[Collected data entries]
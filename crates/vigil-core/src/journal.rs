//! Bounded, newest-first event journal plus the persistence seams the
//! store crate implements.

use std::collections::VecDeque;

use thiserror::Error;

use crate::domain::{LogEntry, Settings};

/// Durable-storage failure as seen by the engine. Backends map their own
/// error types into this.
#[derive(Debug, Error)]
pub enum PersistError {
    #[error("storage backend: {0}")]
    Backend(String),
    #[error("stored payload is corrupt: {0}")]
    Corrupt(String),
}

pub trait SettingsPersistence: Send {
    fn load_settings(&self) -> Result<Option<Settings>, PersistError>;
    fn save_settings(&self, settings: &Settings) -> Result<(), PersistError>;
}

pub trait LogPersistence: Send {
    /// Newest-first, as stored.
    fn load_log(&self) -> Result<Vec<LogEntry>, PersistError>;
    /// Replaces the whole durable sequence; called after every mutation.
    fn save_log(&self, entries: &[LogEntry]) -> Result<(), PersistError>;
    fn clear_log(&self) -> Result<(), PersistError>;
}

/// Both durable records behind one handle.
pub trait StatePersistence: SettingsPersistence + LogPersistence {}

impl<T: SettingsPersistence + LogPersistence> StatePersistence for T {}

/// In-memory bounded journal: append at the front, evict from the back.
#[derive(Debug)]
pub struct Journal {
    entries: VecDeque<LogEntry>,
    capacity: usize,
}

impl Journal {
    pub fn new(capacity: usize) -> Self {
        Self {
            entries: VecDeque::new(),
            capacity: capacity.max(1),
        }
    }

    /// Rehydrate from a stored newest-first sequence, re-applying the cap
    /// (the configured capacity may have shrunk since the data was
    /// written).
    pub fn from_entries(capacity: usize, entries: Vec<LogEntry>) -> Self {
        let mut journal = Self::new(capacity);
        for entry in entries.into_iter().rev() {
            journal.append(entry);
        }
        journal
    }

    pub fn append(&mut self, entry: LogEntry) {
        self.entries.push_front(entry);
        while self.entries.len() > self.capacity {
            self.entries.pop_back();
        }
    }

    pub fn clear(&mut self) {
        self.entries.clear();
    }

    /// Newest first.
    pub fn entries(&self) -> impl Iterator<Item = &LogEntry> {
        self.entries.iter()
    }

    pub fn snapshot(&self) -> Vec<LogEntry> {
        self.entries.iter().cloned().collect()
    }

    pub fn head(&self) -> Option<&LogEntry> {
        self.entries.front()
    }

    pub fn len(&self) -> usize {
        self.entries.len()
    }

    pub fn is_empty(&self) -> bool {
        self.entries.is_empty()
    }

    pub fn capacity(&self) -> usize {
        self.capacity
    }
}

#[cfg(test)]
mod tests {
    use super::*;
    use crate::domain::{ClassifierState, SafetyStatus};
    use chrono::Utc;
    use uuid::Uuid;

    fn entry(tag: &str) -> LogEntry {
        LogEntry {
            id: Uuid::new_v4(),
            timestamp: Utc::now(),
            status: SafetyStatus::Safe,
            state: ClassifierState::Normal,
            sensor_summary: tag.to_string(),
        }
    }

    #[test]
    fn append_is_newest_first() {
        let mut journal = Journal::new(10);
        journal.append(entry("first"));
        journal.append(entry("second"));
        let order: Vec<_> = journal.entries().map(|e| e.sensor_summary.clone()).collect();
        assert_eq!(order, vec!["second", "first"]);
        assert_eq!(journal.head().unwrap().sensor_summary, "second");
    }

    #[test]
    fn capacity_evicts_oldest_first() {
        let mut journal = Journal::new(3);
        for tag in ["a", "b", "c", "d"] {
            journal.append(entry(tag));
        }
        assert_eq!(journal.len(), 3);
        let order: Vec<_> = journal.entries().map(|e| e.sensor_summary.clone()).collect();
        assert_eq!(order, vec!["d", "c", "b"]);
    }

    #[test]
    fn rehydration_reapplies_the_cap_and_keeps_order() {
        let stored = vec![entry("newest"), entry("middle"), entry("oldest")];
        let journal = Journal::from_entries(2, stored);
        let order: Vec<_> = journal.entries().map(|e| e.sensor_summary.clone()).collect();
        assert_eq!(order, vec!["newest", "middle"]);
    }

    #[test]
    fn clear_empties_the_journal() {
        let mut journal = Journal::new(5);
        journal.append(entry("a"));
        journal.clear();
        assert!(journal.is_empty());
    }

    #[test]
    fn zero_capacity_is_bumped_to_one() {
        let mut journal = Journal::new(0);
        journal.append(entry("only"));
        assert_eq!(journal.len(), 1);
        assert_eq!(journal.capacity(), 1);
    }
}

* Problem to solve
From the entries above, return exactly the line containing "pub enum PersistError", the line containing "pub fn from_entries(capacity: usize, entries: Vec<LogEntry>)", and all lines between, and nothing else.

* Answer section
pub enum PersistError {
    #[error("storage backend: {0}")]
    Backend(String),
    #[error("stored payload is corrupt: {0}")]
    Corrupt(String),
}

pub trait SettingsPersistence: Send {
    fn load_settings(&self) -> Result<Option<Settings>, PersistError>;
    fn save_settings(&self, settings: &Settings) -> Result<(), PersistError>;
}

pub trait LogPersistence: Send {
    /// Newest-first, as stored.
    fn load_log(&self) -> Result<Vec<LogEntry>, PersistError>;
    /// Replaces the whole durable sequence; called after every mutation.
    fn save_log(&self, entries: &[LogEntry]) -> Result<(), PersistError>;
    fn clear_log(&self) -> Result<(), PersistError>;
}

/// Both durable records behind one handle.
pub trait StatePersistence: SettingsPersistence + LogPersistence {}

impl<T: SettingsPersistence + LogPersistence> StatePersistence for T {}

/// In-memory bounded journal: append at the front, evict from the back.
#[derive(Debug)]
pub struct Journal {
    entries: VecDeque<LogEntry>,
    capacity: usize,
}

impl Journal {
    pub fn new(capacity: usize) -> Self {
        Self {
            entries: VecDeque::new(),
            capacity: capacity.max(1),
        }
    }

    /// Rehydrate from a stored newest-first sequence, re-applying the cap
    /// (the configured capacity may have shrunk since the data was
    /// written).
    pub fn from_entries(capacity: usize, entries: Vec<LogEntry>) -> Self {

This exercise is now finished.